La Procura di Siracusa ha scelto di approfondire le indagini sul caso del carabiniere suicida, Licia Gioia, che si è tolta la vita lo scorso lunedì notte nella sua casa di contrada Isola, alla periferia della città siciliana.

Secondo gli inquirenti la donna avrebbe scelto di togliersi la vita dopo l’ennesima lite con il marito a causa della gelosia. L’uomo è un agente di polizia di 45 anni, e i due si erano sposati a maggio del 2016 dopo il divorzio di lui dalla prima moglie, dalla quale aveva avuto un figlio di 14 anni. e

L’iscrizione nel registro degli indagati con l’accusa di istigazione al suicidio. è più un atto dovuto che una pista, mentre nel frattempo proseguono le analisi degli specialisti: ieri è stata eseguita l’autopsia sul corpo della donna, mentre si attendono ulteriori accertamenti dei Ris di Messina.

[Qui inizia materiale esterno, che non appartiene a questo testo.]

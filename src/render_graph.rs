mod sss_blur_pass;

pub use self::sss_blur_pass::{SSSBlurPass, SPECULAR_GEOMETRY_TAG};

L’obiettivo è comprendere cosa sia successo nella notte di lunedì per stabilire eventuali responsabilità. Secondo le prime ipotesi di Francesco Paolo Giordano, capo della Procura e del sostituto Marco di Mauro, Gioia avrebbe afferrato l’arma di ordinanza dopo una lita particolarmente accesa provocata dalla gelosia. Con il primo colpo si sarebbe sparata alla tempia, mentre il secondo avrebbe ferito alla coscia sia la donna che il marito, il quale nel frattempo aveva cercato di strapparle l’arma.

Il figlio dell’uomo si trovava in casa al momento dell’incidente: il ragazzo dormiva quando è stato svegliato dal rumore improvviso degli spari e dalle urla dei due. Per il momento si tratta dell’unico testimone dell’accaduto oltre al consorte del carabiniere suicida.